Please reproduce the full listing exactly, with nothing added.

• **Data for processing**:

━━━━━━━━━━━━━━━━━━━━━━━━━━━━━━

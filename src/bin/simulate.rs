//! Dungeon balance simulator CLI.
//!
//! Usage:
//!   cargo run --bin simulate -- [OPTIONS]
//!
//! Examples:
//!   cargo run --bin simulate                          # 1000 runs of whispering_woods
//!   cargo run --bin simulate -- -n 100 -m hollow_crypt
//!   cargo run --bin simulate -- --seed 42             # Reproducible batch
//!   RUST_LOG=wander=debug cargo run --bin simulate -- -n 1 -v

use std::env;
use tracing_subscriber::EnvFilter;
use wander::dungeon::maps::all_maps;
use wander::simulator::{run_simulation, SimConfig};

fn main() {
    tracing_subscriber::fmt()
        .with_env_filter(
            EnvFilter::try_from_default_env().unwrap_or_else(|_| EnvFilter::new("wander=info")),
        )
        .with_target(false)
        .init();

    let args: Vec<String> = env::args().collect();
    let config = parse_args(&args);

    println!("╔═══════════════════════════════════════════════════════════════╗");
    println!("║              WANDER BALANCE SIMULATOR                         ║");
    println!("╚═══════════════════════════════════════════════════════════════╝");
    println!();
    println!("Configuration:");
    println!("  Runs:           {}", config.num_runs);
    println!("  Map:            {}", config.map_id);
    println!("  Max Actions:    {}", config.max_actions_per_run);
    println!("  Flee Below:     {}% HP", config.flee_below_hp_pct);
    println!("  Heal Below:     {}% HP", config.heal_below_hp_pct);
    if let Some(seed) = config.seed {
        println!("  Seed:           {}", seed);
    }
    println!();
    println!("Running simulation...");
    println!();

    let report = run_simulation(&config);
    println!("{}", report.to_text());

    if args.iter().any(|a| a == "--json") {
        let filename = format!(
            "sim_report_{}_{}.json",
            config.map_id,
            chrono::Utc::now().format("%Y%m%d_%H%M%S")
        );
        match std::fs::write(&filename, report.to_json()) {
            Ok(()) => println!("JSON report saved to: {}", filename),
            Err(e) => {
                tracing::error!(error = %e, file = %filename, "failed to write JSON report");
                std::process::exit(1);
            }
        }
    }
}

fn parse_args(args: &[String]) -> SimConfig {
    let mut config = SimConfig::default();

    let mut i = 1;
    while i < args.len() {
        match args[i].as_str() {
            "-n" | "--runs" => {
                if i + 1 < args.len() {
                    config.num_runs = args[i + 1].parse().unwrap_or(1000);
                    i += 1;
                }
            }
            "-m" | "--map" => {
                if i + 1 < args.len() {
                    config.map_id = args[i + 1].clone();
                    i += 1;
                }
            }
            "-s" | "--seed" => {
                if i + 1 < args.len() {
                    config.seed = args[i + 1].parse().ok();
                    i += 1;
                }
            }
            "-a" | "--actions" => {
                if i + 1 < args.len() {
                    config.max_actions_per_run = args[i + 1].parse().unwrap_or(5_000);
                    i += 1;
                }
            }
            "--flee-below" => {
                if i + 1 < args.len() {
                    config.flee_below_hp_pct = args[i + 1].parse().unwrap_or(20);
                    i += 1;
                }
            }
            "--heal-below" => {
                if i + 1 < args.len() {
                    config.heal_below_hp_pct = args[i + 1].parse().unwrap_or(40);
                    i += 1;
                }
            }
            "--no-flee" => {
                config.flee_below_hp_pct = 0;
            }
            "-v" | "--verbose" => {
                config.verbosity = 2;
            }
            "-vv" => {
                config.verbosity = 3;
            }
            "--quick" => {
                config = SimConfig::quick(&config.map_id);
            }
            "--list-maps" => {
                for map in all_maps() {
                    println!(
                        "{:<18} {:<7} waves {}  base level {}",
                        map.id,
                        map.theme.key(),
                        map.max_wave,
                        map.base_level
                    );
                }
                std::process::exit(0);
            }
            "-h" | "--help" => {
                print_help();
                std::process::exit(0);
            }
            _ => {}
        }
        i += 1;
    }

    config
}

fn print_help() {
    println!("Wander Balance Simulator");
    println!();
    println!("USAGE:");
    println!("    cargo run --bin simulate -- [OPTIONS]");
    println!();
    println!("OPTIONS:");
    println!("    -n, --runs <N>        Number of runs (default: 1000)");
    println!("    -m, --map <ID>        Map to play (default: whispering_woods)");
    println!("    -s, --seed <S>        Random seed for reproducibility");
    println!("    -a, --actions <A>     Max decisions per run (default: 5000)");
    println!("    --flee-below <PCT>    Flee under this HP percentage (default: 20)");
    println!("    --heal-below <PCT>    Drink potions under this HP percentage (default: 40)");
    println!("    --no-flee             Never flee");
    println!("    --quick               Quick test (100 runs)");
    println!("    --list-maps           List available maps");
    println!("    -v, --verbose         Log every run");
    println!("    -vv                   Also print each run log");
    println!("    --json                Save JSON report");
    println!("    -h, --help            Show this help");
}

━━━━━━━━━━━━━━━━━━━━━━━━━━━━━━

• **Solution for this problem**:
filename src/bin/simulate.rs
//! Dungeon balance simulator CLI.
//!
//! Usage:
//!   cargo run --bin simulate -- [OPTIONS]
//!
//! Examples:
//!   cargo run --bin simulate                          # 1000 runs of whispering_woods
//!   cargo run --bin simulate -- -n 100 -m hollow_crypt
//!   cargo run --bin simulate -- --seed 42             # Reproducible batch
//!   RUST_LOG=wander=debug cargo run --bin simulate -- -n 1 -v

use std::env;
use tracing_subscriber::EnvFilter;
use wander::dungeon::maps::all_maps;
use wander::simulator::{run_simulation, SimConfig};

fn main() {
    tracing_subscriber::fmt()
        .with_env_filter(
            EnvFilter::try_from_default_env().unwrap_or_else(|_| EnvFilter::new("wander=info")),
        )
        .with_target(false)
        .init();

    let args: Vec<String> = env::args().collect();
    let config = parse_args(&args);

    println!("╔═══════════════════════════════════════════════════════════════╗");
    println!("║              WANDER BALANCE SIMULATOR                         ║");
    println!("╚═══════════════════════════════════════════════════════════════╝");
    println!();
    println!("Configuration:");
    println!("  Runs:           {}", config.num_runs);
    println!("  Map:            {}", config.map_id);
    println!("  Max Actions:    {}", config.max_actions_per_run);
    println!("  Flee Below:     {}% HP", config.flee_below_hp_pct);
    println!("  Heal Below:     {}% HP", config.heal_below_hp_pct);
    if let Some(seed) = config.seed {
        println!("  Seed:           {}", seed);
    }
    println!();
    println!("Running simulation...");
    println!();

    let report = run_simulation(&config);
    println!("{}", report.to_text());

    if args.iter().any(|a| a == "--json") {
        let filename = format!(
            "sim_report_{}_{}.json",
            config.map_id,
            chrono::Utc::now().format("%Y%m%d_%H%M%S")
        );
        match std::fs::write(&filename, report.to_json()) {
            Ok(()) => println!("JSON report saved to: {}", filename),
            Err(e) => {
                tracing::error!(error = %e, file = %filename, "failed to write JSON report");
                std::process::exit(1);
            }
        }
    }
}

fn parse_args(args: &[String]) -> SimConfig {
    let mut config = SimConfig::default();

    let mut i = 1;
    while i < args.len() {
        match args[i].as_str() {
            "-n" | "--runs" => {
                if i + 1 < args.len() {
                    config.num_runs = args[i + 1].parse().unwrap_or(1000);
                    i += 1;
                }
            }
            "-m" | "--map" => {
                if i + 1 < args.len() {
                    config.map_id = args[i + 1].clone();
                    i += 1;
                }
            }
            "-s" | "--seed" => {
                if i + 1 < args.len() {
                    config.seed = args[i + 1].parse().ok();
                    i += 1;
                }
            }
            "-a" | "--actions" => {
                if i + 1 < args.len() {
                    config.max_actions_per_run = args[i + 1].parse().unwrap_or(5_000);
                    i += 1;
                }
            }
            "--flee-below" => {
                if i + 1 < args.len() {
                    config.flee_below_hp_pct = args[i + 1].parse().unwrap_or(20);
                    i += 1;
                }
            }
            "--heal-below" => {
                if i + 1 < args.len() {
                    config.heal_below_hp_pct = args[i + 1].parse().unwrap_or(40);
                    i += 1;
                }
            }
            "--no-flee" => {
                config.flee_below_hp_pct = 0;
            }
            "-v" | "--verbose" => {
                config.verbosity = 2;
            }
            "-vv" => {
                config.verbosity = 3;
            }
            "--quick" => {
                config = SimConfig::quick(&config.map_id);
            }
            "--list-maps" => {
                for map in all_maps() {
                    println!(
                        "{:<18} {:<7} waves {}  base level {}",
                        map.id,
                        map.theme.key(),
                        map.max_wave,
                        map.base_level
                    );
                }
                std::process::exit(0);
            }
            "-h" | "--help" => {
                print_help();
                std::process::exit(0);
            }
            _ => {}
        }
        i += 1;
    }

    config
}

fn print_help() {
    println!("Wander Balance Simulator");
    println!();
    println!("USAGE:");
    println!("    cargo run --bin simulate -- [OPTIONS]");
    println!();
    println!("OPTIONS:");
    println!("    -n, --runs <N>        Number of runs (default: 1000)");
    println!("    -m, --map <ID>        Map to play (default: whispering_woods)");
    println!("    -s, --seed <S>        Random seed for reproducibility");
    println!("    -a, --actions <A>     Max decisions per run (default: 5000)");
    println!("    --flee-below <PCT>    Flee under this HP percentage (default: 20)");
    println!("    --heal-below <PCT>    Drink potions under this HP percentage (default: 40)");
    println!("    --no-flee             Never flee");
    println!("    --quick               Quick test (100 runs)");
    println!("    --list-maps           List available maps");
    println!("    -v, --verbose         Log every run");
    println!("    -vv                   Also print each run log");
    println!("    --json                Save JSON report");
    println!("    -h, --help            Show this help");
}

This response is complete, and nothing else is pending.